Toutes les sphères de l'existence sont désormais pénétrées par le capital, et la mise en ordre des sociétés humaines s'effectue dorénavant selon une seule et même directive, celle de la computation numérique. Mais alors que tout pousse vers une unification sans précédent de la planète, le vieux monde des corps et des distances, de la matière et des étendues, des espaces et des frontières, persiste en se métamorphosant. Cette transformation de l'horizon du calcul se conjugue paradoxalement avec un retour spectaculaire de l'animisme, qui s'exprime non sur le modèle du culte des ancêtres, mais du culte de soi et de nos multiples doubles que sont les objets.
Avec le devenir-artificiel de l'humanité et son pendant, le devenir-humain des machines, une sorte d'épreuve existentielle est donc engagée. L'être ne s'éprouve plus désormais qu'en tant qu'assemblage indissociablement humain et non humain. La transformation de la force en dernier mot de la vérité de l'être signe l'entrée dans le dernier âge de l'homme, celui de l'être fabricable dans un monde fabriqué. À cet âge, Achille Mbembe donne ici le nom de brutalisme, le grand fardeau de fer de notre époque, le poids des matières brutes.

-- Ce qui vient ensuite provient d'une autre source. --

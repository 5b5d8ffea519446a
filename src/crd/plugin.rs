use k8s_openapi::api::core::v1::{Container, LocalObjectReference, Volume};
use kube::CustomResource;
use schemars::JsonSchema;
use serde::{Deserialize, Serialize};

/// ClusterPlugin runs an install and an uninstall Pod against one hosted cluster
#[derive(CustomResource, Serialize, Deserialize, Clone, Debug, Default, PartialEq, JsonSchema)]
#[kube(
    group = "cluster.kok.io",
    version = "v1",
    kind = "ClusterPlugin",
    plural = "clusterplugins",
    shortname = "kcp",
    namespaced,
    status = "PluginStatus",
    derive = "PartialEq",
    printcolumn = r#"{"name":"Cluster", "type":"string", "jsonPath":".spec.clusterName"}"#,
    printcolumn = r#"{"name":"Install", "type":"string", "jsonPath":".status.installStatus.phase"}"#,
    printcolumn = r#"{"name":"Uninstall", "type":"string", "jsonPath":".status.uninstallStatus.phase"}"#,
    printcolumn = r#"{"name":"Age", "type":"date", "jsonPath":".metadata.creationTimestamp"}"#
)]
#[serde(rename_all = "camelCase")]
pub struct ClusterPluginSpec {
    /// Name of the target Cluster in the plugin's namespace
    pub cluster_name: String,

    #[serde(default)]
    pub install: PluginPodSpec,

    #[serde(default)]
    pub uninstall: PluginPodSpec,
}

/// MultiClusterPlugin runs an install and an uninstall Pod against several hosted clusters
#[derive(CustomResource, Serialize, Deserialize, Clone, Debug, Default, PartialEq, JsonSchema)]
#[kube(
    group = "cluster.kok.io",
    version = "v1",
    kind = "MultiClusterPlugin",
    plural = "multiclusterplugins",
    shortname = "kmcp",
    namespaced,
    status = "PluginStatus",
    derive = "PartialEq",
    printcolumn = r#"{"name":"Install", "type":"string", "jsonPath":".status.installStatus.phase"}"#,
    printcolumn = r#"{"name":"Uninstall", "type":"string", "jsonPath":".status.uninstallStatus.phase"}"#,
    printcolumn = r#"{"name":"Age", "type":"date", "jsonPath":".metadata.creationTimestamp"}"#
)]
#[serde(rename_all = "camelCase")]
pub struct MultiClusterPluginSpec {
    /// Names of the target Clusters in the plugin's namespace
    pub cluster_names: Vec<String>,

    #[serde(default)]
    pub install: PluginPodSpec,

    #[serde(default)]
    pub uninstall: PluginPodSpec,
}

/// Partial pod specification supplied by the user.
///
/// Converted into a full Pod spec with an allowlisted subset of container
/// fields; credential volumes are appended by the operator.
#[derive(Serialize, Deserialize, Clone, Debug, Default, PartialEq, JsonSchema)]
#[serde(rename_all = "camelCase")]
pub struct PluginPodSpec {
    #[serde(default, skip_serializing_if = "Vec::is_empty")]
    pub init_containers: Vec<Container>,

    #[serde(default, skip_serializing_if = "Vec::is_empty")]
    pub containers: Vec<Container>,

    #[serde(default, skip_serializing_if = "Vec::is_empty")]
    pub volumes: Vec<Volume>,

    #[serde(default, skip_serializing_if = "Option::is_none")]
    pub service_account_name: Option<String>,

    #[serde(default, skip_serializing_if = "Vec::is_empty")]
    pub image_pull_secrets: Vec<LocalObjectReference>,

    #[serde(default, skip_serializing_if = "Option::is_none")]
    pub hostname: Option<String>,

    #[serde(default, skip_serializing_if = "Option::is_none")]
    pub runtime_class_name: Option<String>,
}

impl PluginPodSpec {
    /// A template without containers has nothing to run
    pub fn is_empty(&self) -> bool {
        self.containers.is_empty()
    }
}

#[derive(Serialize, Deserialize, Clone, Debug, Default, PartialEq, JsonSchema)]
#[serde(rename_all = "camelCase")]
pub struct PluginStatus {
    #[serde(default)]
    pub install_status: PluginPodStatus,

    #[serde(default)]
    pub uninstall_status: PluginPodStatus,
}

/// Observed state of one phase Pod
#[derive(Serialize, Deserialize, Clone, Debug, Default, PartialEq, JsonSchema)]
#[serde(rename_all = "camelCase")]
pub struct PluginPodStatus {
    #[serde(default, skip_serializing_if = "String::is_empty")]
    pub pod_name: String,

    /// Pod phase (Pending, Running, Succeeded, Failed, Unknown)
    #[serde(default, skip_serializing_if = "String::is_empty")]
    pub phase: String,

    /// Set once the Pod has succeeded
    #[serde(default)]
    pub ready: bool,
}

impl PluginPodStatus {
    /// The Pod has left Pending and Running
    pub fn is_terminal(&self) -> bool {
        !self.phase.is_empty() && self.phase != "Pending" && self.phase != "Running"
    }
}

La transformation de l'humanité en matière et énergie est le projet ultime du brutalisme. En détaillant la monumentalité et le gigantisme d'un tel projet, cet essai plaide en faveur d'une refondation de la communauté des humains en solidarité avec l'ensemble du vivant, qui n'adviendra cependant qu'à condition de réparer ce qui a été brisé.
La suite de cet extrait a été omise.